L'imperfection fondamentale que nous venons de constater, sous tous les rapports importans, dans cette partie préliminaire de la physiologie positive, à peine ébauchée jusqu'ici, et qui constitue cependant une introduction aussi évidemment indispensable à l'étude rationnelle des lois réelles de la vie, suffit pour faire aisément concevoir à priori combien cette étude, que nous avons désormais à considérer directement, doit être aujourd'hui dans l'enfance, non-seulement comme peu avancée encore, mais même comme instituée d'une manière insuffisante. Quiconque, en effet, appréciera judicieusement l'ensemble des spéculations actuelles sur ce grand sujet, sans se laisser éblouir par l'imposant appareil de la multitude de matériaux particuliers dont la science est maintenant enrichie, et, à beaucoup d'égards, encombrée, reconnaîtra clairement que la physiologie proprement dite n'a commencé que de nos jours, et seulement encore chez un petit nombre d'intelligences d'élite, à atteindre son véritable état positif; et que, chez la plupart de ceux qui la cultivent, elle n'est point sortie aujourd'hui, sous divers aspects essentiels, de l'état métaphysique: comme l'expliquera d'ailleurs très bien l'histoire générale de l'esprit humain dans le volume suivant.

Cet état présent de la science ne peut être nettement conçu que d'après la considération philosophique de ses antécédens les plus immédiats depuis environ un siècle.

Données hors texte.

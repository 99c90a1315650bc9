//! Configuration management for the FitGenius relay
//!
//! Configuration is loaded once from environment variables at startup and
//! handed to the relay service as an immutable value.

use std::env;
use std::time::Duration;

use anyhow::{Context, Result};

/// Default upload ceiling for meal photos (10 MB)
pub const DEFAULT_MAX_IMAGE_BYTES: usize = 10 * 1024 * 1024;

/// Application configuration
#[derive(Debug, Clone)]
pub struct Config {
    /// Host to bind to
    pub host: String,
    /// Port to listen on
    pub port: u16,

    /// OpenAI API URL
    pub openai_api_url: String,
    /// OpenAI API key; requests to the relay routes fail without it
    pub openai_api_key: Option<String>,
    /// Model used for every relay operation
    pub openai_model: String,

    /// Timeout applied to each upstream call
    pub upstream_timeout: Duration,
    /// Largest accepted image upload (in bytes)
    pub max_image_bytes: usize,
    /// Retry the JSON parse on the body of a markdown code fence
    pub strip_code_fences: bool,
}

impl Config {
    /// Load configuration from environment variables
    pub fn from_env() -> Result<Self> {
        Self::from_lookup(|key| env::var(key).ok())
    }

    /// Load configuration through an arbitrary key lookup
    pub fn from_lookup<F>(lookup: F) -> Result<Self>
    where
        F: Fn(&str) -> Option<String>,
    {
        let var_or = |key: &str, default: &str| lookup(key).unwrap_or_else(|| default.to_string());

        Ok(Self {
            host: var_or("HOST", "0.0.0.0"),
            port: var_or("PORT", "3000").parse().context("Invalid PORT")?,

            openai_api_url: var_or("OPENAI_API_URL", "https://api.openai.com/v1"),
            openai_api_key: lookup("OPENAI_API_KEY").filter(|key| !key.trim().is_empty()),
            openai_model: var_or("OPENAI_MODEL", "gpt-4o-mini"),

            upstream_timeout: Duration::from_secs(
                var_or("UPSTREAM_TIMEOUT_SECS", "60")
                    .parse()
                    .context("Invalid UPSTREAM_TIMEOUT_SECS")?,
            ),
            max_image_bytes: match lookup("MAX_IMAGE_BYTES") {
                Some(value) => value.parse().context("Invalid MAX_IMAGE_BYTES")?,
                None => DEFAULT_MAX_IMAGE_BYTES,
            },
            strip_code_fences: lookup("RELAY_STRIP_CODE_FENCES")
                .map(|v| v == "true" || v == "1")
                .unwrap_or(false),
        })
    }

    /// Whether an upstream credential is available
    pub fn has_credential(&self) -> bool {
        self.openai_api_key.is_some()
    }
}
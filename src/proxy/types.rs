//! Chat completion wire types
//!
//! Only the subset of the chat completions API the relay actually sends
//! and reads is modelled here.

use serde::{Deserialize, Serialize};

/// Chat message role
#[derive(Debug, Clone, Copy, Serialize, Deserialize, PartialEq, Eq)]
#[serde(rename_all = "lowercase")]
pub enum Role {
    System,
    User,
    Assistant,
}

/// Image detail level hint
#[derive(Debug, Clone, Copy, Serialize, Deserialize, PartialEq, Eq)]
#[serde(rename_all = "lowercase")]
pub enum ImageDetail {
    Low,
    High,
    Auto,
}

/// Image URL reference for multimodal content
#[derive(Debug, Clone, Serialize, Deserialize, PartialEq)]
pub struct ImageUrl {
    /// Data URI or HTTP URL of the image
    pub url: String,
    #[serde(skip_serializing_if = "Option::is_none")]
    pub detail: Option<ImageDetail>,
}

/// A part of multimodal content
#[derive(Debug, Clone, Serialize, Deserialize, PartialEq)]
#[serde(tag = "type", rename_all = "snake_case")]
pub enum ContentPart {
    Text { text: String },
    ImageUrl { image_url: ImageUrl },
}

/// Message content, either plain text or multimodal parts
#[derive(Debug, Clone, Serialize, Deserialize, PartialEq)]
#[serde(untagged)]
pub enum Content {
    Text(String),
    Parts(Vec<ContentPart>),
}

/// Chat message
#[derive(Debug, Clone, Serialize, Deserialize, PartialEq)]
pub struct ChatMessage {
    pub role: Role,
    pub content: Content,
}

impl ChatMessage {
    pub fn system(text: impl Into<String>) -> Self {
        Self {
            role: Role::System,
            content: Content::Text(text.into()),
        }
    }

    pub fn user(text: impl Into<String>) -> Self {
        Self {
            role: Role::User,
            content: Content::Text(text.into()),
        }
    }

    pub fn user_parts(parts: Vec<ContentPart>) -> Self {
        Self {
            role: Role::User,
            content: Content::Parts(parts),
        }
    }
}

/// Chat completion request
#[derive(Debug, Clone, Serialize, Deserialize, PartialEq)]
pub struct ChatCompletionRequest {
    pub model: String,
    pub messages: Vec<ChatMessage>,
    #[serde(skip_serializing_if = "Option::is_none")]
    pub temperature: Option<f64>,
    pub max_tokens: u32,
}

/// Assistant message in a completion choice
#[derive(Debug, Clone, Deserialize, Default)]
pub struct ChoiceMessage {
    #[serde(default)]
    pub content: Option<String>,
}

/// Chat completion choice
#[derive(Debug, Clone, Deserialize)]
pub struct Choice {
    #[serde(default)]
    pub message: ChoiceMessage,
    #[serde(default)]
    pub finish_reason: Option<String>,
}

/// Chat completion response
#[derive(Debug, Clone, Deserialize)]
pub struct ChatCompletionResponse {
    #[serde(default)]
    pub model: Option<String>,
    #[serde(default)]
    pub choices: Vec<Choice>,
}

impl ChatCompletionResponse {
    /// Text of the first choice, if the model produced any
    pub fn into_content(self) -> Option<String> {
        self.choices.into_iter().next().and_then(|c| c.message.content)
    }
}
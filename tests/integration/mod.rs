//! Integration tests for the FitGenius relay
//!
//! Each test drives the real router through `axum-test` while a wiremock
//! server plays the chat-completion API.

mod nutrition;
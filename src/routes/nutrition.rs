//! Nutrition goals endpoint

use std::sync::Arc;

use axum::{extract::rejection::JsonRejection, extract::State, Json};

use crate::{
    envelope::Envelope,
    error::OperationError,
    relay::{schema::PromptRequest, Operation},
    routes::read_prompt,
    AppState,
};

/// Generate daily calorie and macro targets
#[utoipa::path(
    post,
    path = "/api/gerar-metas-nutricionais",
    tag = "Nutrição",
    request_body = PromptRequest,
    responses(
        (status = 200, description = "Generated goals", body = crate::relay::schema::NutritionGoalsResponse),
        (status = 400, description = "Missing prompt", body = crate::error::FailureEnvelope),
        (status = 500, description = "Missing credential or upstream failure", body = crate::error::FailureEnvelope)
    )
)]
pub async fn generate_nutrition_goals(
    State(state): State<Arc<AppState>>,
    body: Result<Json<PromptRequest>, JsonRejection>,
) -> Result<Json<Envelope>, OperationError> {
    let operation = Operation::NutritionGoals;
    let prompt = read_prompt(body).map_err(|e| e.during(operation))?;

    let metas = state
        .relay
        .generate_nutrition_goals(prompt)
        .await
        .map_err(|e| e.during(operation))?;

    Ok(Json(Envelope::with_key("metas", metas)))
}
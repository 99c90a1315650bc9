//! Meal photo analysis endpoint

use std::sync::Arc;

use axum::{
    extract::{
        multipart::{MultipartError, MultipartRejection},
        Multipart, State,
    },
    http::StatusCode,
    Json,
};
use tracing::debug;

use crate::{
    envelope::Envelope,
    error::{AppResult, OperationError, RelayError},
    relay::{FoodImage, ImageBuffer, Operation},
    AppState,
};

/// Multipart field carrying the photo
pub const IMAGE_FIELD: &str = "image";

/// Identify foods and estimate macros from a meal photo
///
/// The keys of the model's object are merged into the envelope:
/// `{ "sucesso": true, "alimentos": [...] }`.
#[utoipa::path(
    post,
    path = "/api/analyze-image",
    tag = "Imagem",
    request_body(content = crate::relay::schema::ImageUpload, content_type = "multipart/form-data"),
    responses(
        (status = 200, description = "Recognized foods", body = crate::relay::schema::FoodAnalysisResponse),
        (status = 400, description = "Missing or oversized image", body = crate::error::FailureEnvelope),
        (status = 500, description = "Missing credential or upstream failure", body = crate::error::FailureEnvelope)
    )
)]
pub async fn analyze_image(
    State(state): State<Arc<AppState>>,
    multipart: Result<Multipart, MultipartRejection>,
) -> Result<Json<Envelope>, OperationError> {
    let operation = Operation::FoodImage;

    let image = match multipart {
        Ok(multipart) => read_image(multipart, state.relay.max_image_bytes())
            .await
            .map_err(|e| e.during(operation))?,
        Err(rejection) => {
            debug!(rejection = %rejection, "Image upload is not multipart");
            None
        }
    };

    let analysis = state
        .relay
        .analyze_food_image(image)
        .await
        .map_err(|e| e.during(operation))?;

    Ok(Json(Envelope::merged(analysis)))
}

/// Stream the `image` field into a bounded buffer
///
/// Other fields are skipped. A second `image` field is rejected.
async fn read_image(mut multipart: Multipart, limit: usize) -> AppResult<Option<FoodImage>> {
    let to_relay_error = |e: MultipartError| {
        if e.status() == StatusCode::PAYLOAD_TOO_LARGE {
            RelayError::ImageTooLarge { limit }
        } else {
            RelayError::MalformedBody(e.body_text())
        }
    };

    let mut seen = false;
    let mut image = None;

    while let Some(mut field) = multipart.next_field().await.map_err(to_relay_error)? {
        if field.name() != Some(IMAGE_FIELD) {
            continue;
        }
        if seen {
            return Err(RelayError::MultipleImages);
        }
        seen = true;

        let mime_type = field.content_type().map(str::to_string);
        let file_name = field.file_name().map(str::to_string);

        let mut buffer = ImageBuffer::with_limit(limit);
        while let Some(chunk) = field.chunk().await.map_err(to_relay_error)? {
            buffer.push(&chunk)?;
        }
        image = buffer.finish(mime_type.as_deref(), file_name.as_deref());
    }

    Ok(image)
}
//! Fixed instructions sent to the upstream model
//!
//! The client app renders the keys named here, so the wording of each
//! instruction is part of the response contract.

/// System instruction for workout plan generation
pub const WORKOUT_SYSTEM_PROMPT: &str = "Você é um personal trainer. Responda APENAS com JSON válido, sem markdown. O JSON deve ser um array de dias de treino, cada dia com as chaves: \"dia\" (string), \"gruposMusculares\" (array de strings) e \"exercicios\" (array de objetos, cada um com \"nome\", \"series\", \"repeticoes\", \"descanso\", \"descricao\").";

/// System instruction for daily nutrition goals
pub const NUTRITION_SYSTEM_PROMPT: &str = "Você é um nutricionista. Responda APENAS com JSON válido, sem markdown. O JSON deve conter as chaves: calorias (number), proteinas (number), carboidratos (number), gorduras (number) e explicacao (string).";

/// System instruction for meal photo analysis
pub const FOOD_IMAGE_SYSTEM_PROMPT: &str = "Você é um nutricionista especializado em análise de alimentos por imagem. Analise a imagem e retorne APENAS um JSON válido sem markdown com a chave \"alimentos\" contendo um array. Cada item deve ter: \"nome\" (string), \"quantidade\" (number em gramas), \"calorias\" (number), \"proteinas\" (number em gramas), \"carboidratos\" (number em gramas), \"gorduras\" (number em gramas). Se não conseguir identificar alimentos, retorne { \"alimentos\": [] }.";

/// Text part sent next to the meal photo
pub const FOOD_IMAGE_USER_TEXT: &str = "Analise esta imagem e identifique os alimentos presentes, estimando as quantidades e valores nutricionais.";
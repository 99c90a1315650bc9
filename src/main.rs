//! FitGenius relay - server entry point

use std::net::SocketAddr;
use std::sync::Arc;

use anyhow::{Context, Result};
use tokio::signal;
use tracing::{info, warn};

use fitgenius_relay::{routes, AppState, Config};

#[tokio::main]
async fn main() -> Result<()> {
    // Load environment variables from .env file
    dotenvy::dotenv().ok();

    init_tracing();

    info!("Starting FitGenius relay");

    // Load configuration
    let config = Config::from_env()?;
    if config.has_credential() {
        info!(model = %config.openai_model, "Configuration loaded successfully");
    } else {
        warn!("OPENAI_API_KEY is not set; relay routes will answer with a configuration error");
    }

    // Initialize metrics
    routes::metrics::init_metrics();

    let addr: SocketAddr = format!("{}:{}", config.host, config.port)
        .parse()
        .context("Invalid HOST/PORT combination")?;

    let state = Arc::new(AppState::new(config)?);
    let app = routes::create_router(state);

    let listener = tokio::net::TcpListener::bind(addr)
        .await
        .with_context(|| format!("Failed to bind {}", addr))?;
    info!("Listening on http://{}", addr);
    info!("Health: http://{}/api/health", addr);

    // Start server with graceful shutdown
    axum::serve(listener, app)
        .with_graceful_shutdown(shutdown_signal())
        .await?;

    info!("FitGenius relay shutdown complete");
    Ok(())
}

/// Install the tracing subscriber; `LOG_FORMAT=json` selects JSON output
fn init_tracing() {
    let filter = tracing_subscriber::EnvFilter::try_from_default_env()
        .unwrap_or_else(|_| "fitgenius_relay=info,tower_http=info".into());

    let json = std::env::var("LOG_FORMAT")
        .map(|v| v.eq_ignore_ascii_case("json"))
        .unwrap_or(false);

    if json {
        tracing_subscriber::fmt()
            .json()
            .with_env_filter(filter)
            .with_target(true)
            .init();
    } else {
        tracing_subscriber::fmt()
            .with_env_filter(filter)
            .with_target(true)
            .with_thread_ids(true)
            .init();
    }
}

/// Handle graceful shutdown signals
async fn shutdown_signal() {
    let ctrl_c = async {
        signal::ctrl_c()
            .await
            .expect("Failed to install Ctrl+C handler");
    };

    #[cfg(unix)]
    let terminate = async {
        signal::unix::signal(signal::unix::SignalKind::terminate())
            .expect("Failed to install signal handler")
            .recv()
            .await;
    };

    #[cfg(not(unix))]
    let terminate = std::future::pending::<()>();

    tokio::select! {
        _ = ctrl_c => {
            warn!("Received Ctrl+C, initiating shutdown");
        }
        _ = terminate => {
            warn!("Received SIGTERM, initiating shutdown");
        }
    }
}
//! Request logging utilities for relay calls
//!
//! Provides structured logging with correlation IDs so one relay request can
//! be followed from the inbound handler through the upstream call.

use std::time::Instant;
use tracing::{debug, error, info, Span};
use uuid::Uuid;

use crate::error::RelayError;
use crate::relay::Operation;

/// Context for tracking one relay call
#[derive(Debug, Clone)]
pub struct RequestContext {
    /// Unique identifier for this request (for log correlation)
    pub trace_id: String,
    /// When the request started
    pub start_time: Instant,
    /// Provider handling this request
    pub provider: String,
    /// Relay operation being served
    pub operation: Operation,
    /// Model being used
    pub model: Option<String>,
}

impl RequestContext {
    /// Create a new request context
    pub fn new(provider: &str, operation: Operation) -> Self {
        Self {
            trace_id: Uuid::new_v4().to_string()[..8].to_string(), // Short ID for readability
            start_time: Instant::now(),
            provider: provider.to_string(),
            operation,
            model: None,
        }
    }

    /// Set the model for this request
    pub fn with_model(mut self, model: impl Into<String>) -> Self {
        self.model = Some(model.into());
        self
    }

    /// Get elapsed time in milliseconds
    pub fn elapsed_ms(&self) -> u128 {
        self.start_time.elapsed().as_millis()
    }

    /// Log the outbound call
    pub fn log_request_start(&self, max_tokens: u32) {
        info!(
            trace_id = %self.trace_id,
            provider = %self.provider,
            operation = %self.operation,
            model = ?self.model,
            max_tokens = %max_tokens,
            "Calling upstream"
        );
    }

    /// Log the raw reply text (debug level)
    pub fn log_reply(&self, content: &str) {
        debug!(
            trace_id = %self.trace_id,
            operation = %self.operation,
            reply_len = content.len(),
            reply = %content,
            elapsed_ms = %self.elapsed_ms(),
            "Upstream reply received"
        );
    }

    /// Log a completed relay call
    pub fn log_success(&self) {
        info!(
            trace_id = %self.trace_id,
            provider = %self.provider,
            operation = %self.operation,
            elapsed_ms = %self.elapsed_ms(),
            "Relay call completed"
        );
    }

    /// Log a failed relay call
    pub fn log_error(&self, err: &RelayError) {
        error!(
            trace_id = %self.trace_id,
            provider = %self.provider,
            operation = %self.operation,
            model = ?self.model,
            kind = err.kind(),
            elapsed_ms = %self.elapsed_ms(),
            error = %err,
            "Relay call failed"
        );
    }

    /// Create a tracing span for this request
    pub fn create_span(&self) -> Span {
        tracing::info_span!(
            "relay_call",
            trace_id = %self.trace_id,
            provider = %self.provider,
            operation = %self.operation,
        )
    }
}
//! OpenAI chat completions client

use std::time::Duration;

use async_trait::async_trait;
use serde::Deserialize;
use tracing::{debug, error, instrument};

use crate::{
    config::Config,
    error::{AppResult, RelayError},
    proxy::{
        headers::build_default_headers,
        provider::ChatProvider,
        types::{ChatCompletionRequest, ChatCompletionResponse},
    },
    routes::metrics::record_upstream_status,
};

/// Error payload returned by the OpenAI API on non-2xx responses
#[derive(Debug, Deserialize)]
struct UpstreamErrorBody {
    error: UpstreamErrorDetail,
}

#[derive(Debug, Deserialize)]
struct UpstreamErrorDetail {
    message: String,
}

/// Pull the human-readable message out of an upstream error body
fn upstream_error_message(body: &str) -> String {
    match serde_json::from_str::<UpstreamErrorBody>(body) {
        Ok(parsed) => parsed.error.message,
        Err(_) if body.trim().is_empty() => "empty response body".to_string(),
        Err(_) => body.trim().to_string(),
    }
}

/// OpenAI client used by the relay service
pub struct OpenAIProvider {
    client: reqwest::Client,
    base_url: String,
    api_key: Option<String>,
    timeout: Duration,
}

impl OpenAIProvider {
    /// Create a new OpenAI provider
    pub fn new(client: reqwest::Client, config: &Config) -> Self {
        Self {
            client,
            base_url: config.openai_api_url.trim_end_matches('/').to_string(),
            api_key: config.openai_api_key.clone(),
            timeout: config.upstream_timeout,
        }
    }
}

#[async_trait]
impl ChatProvider for OpenAIProvider {
    fn name(&self) -> &'static str {
        "openai"
    }

    fn is_configured(&self) -> bool {
        self.api_key.is_some()
    }

    #[instrument(skip(self, request), fields(model = %request.model))]
    async fn chat_completion(
        &self,
        request: &ChatCompletionRequest,
    ) -> AppResult<ChatCompletionResponse> {
        let api_key = self
            .api_key
            .as_deref()
            .ok_or(RelayError::MissingCredential)?;

        let url = format!("{}/chat/completions", self.base_url);
        let headers = build_default_headers(api_key)?;

        let response = self
            .client
            .post(&url)
            .headers(headers)
            .timeout(self.timeout)
            .json(request)
            .send()
            .await
            .map_err(|e| {
                error!(url = %url, error = %e, timeout = e.is_timeout(), "Failed to send request to OpenAI");
                RelayError::from(e)
            })?;

        let status = response.status();
        record_upstream_status(status.as_u16());
        debug!(url = %url, status = %status, "Received response from OpenAI");

        if !status.is_success() {
            let body = response.text().await.unwrap_or_default();
            error!(status = %status.as_u16(), body = %body, "OpenAI returned an error");
            return Err(RelayError::UpstreamCall {
                status: Some(status.as_u16()),
                message: upstream_error_message(&body),
            });
        }

        response.json::<ChatCompletionResponse>().await.map_err(|e| {
            error!(error = %e, "Failed to decode OpenAI response");
            RelayError::from(e)
        })
    }
}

Le mouvement fondamental imprimé par notre grand Descartes à l'ensemble de la raison humaine, et tendant à positiver directement toutes nos spéculations essentielles, a produit, en physiologie, l'illustre école de Boerrhaave, qui, entreprenant une opération philosophique alors prématurée, fut entraîné par un sentiment exagéré et même vicieux de la subordination nécessaire de la biologie envers les parties antérieures et plus simples de la philosophie naturelle, à ne concevoir d'autre moyen de rendre enfin positive l'étude de la vie que par sa fusion, à titre de simple appendice, dans le système général de la physique inorganique. Une inévitable réaction, déterminée par les conséquences absurdes auxquelles devait nécessairement conduire le développement effectif d'une telle aberration philosophique, aboutit à la théorie de Stahl, qu'on peut regarder comme la formule la plus scientifique de l'état métaphysique de la physiologie. Depuis cette époque, il n'y a eu réellement, et il n'y a encore chez le vulgaire des biologistes, de lutte directe et ostensible qu'entre ces deux écoles antagonistes, qui, en France, se trouvent, en quelque sorte, personnifiées par les deux célèbres Facultés de Paris et de Montpellier. En considérant avec attention l'histoire générale de cette grande lutte, on reconnaît aisément que le caractère organique y a toujours essentiellement appartenu à l'école métaphysique, qui remplissait au moins la principale condition de concevoir la physiologie comme science distincte: l'école physico-chimique n'a eu d'efficacité réelle que par une action purement critique, de plus en plus secondée par les progrès effectifs de la science, qui dévoilaient, avec une évidence croissante, la dépendance fondamentale des lois organiques à l'égard des lois inorganiques. Cette action a produit, dans les conceptions essentielles de la physiologie métaphysique, des modifications graduelles, tendant continuellement à les rapprocher davantage de l'état positif, et dont il suffit ici de signaler les deux principales, formulées l'une par la théorie de Barthez, et l'autre par celle de Bichat, comparées toutes deux à la théorie primitive de Stahl.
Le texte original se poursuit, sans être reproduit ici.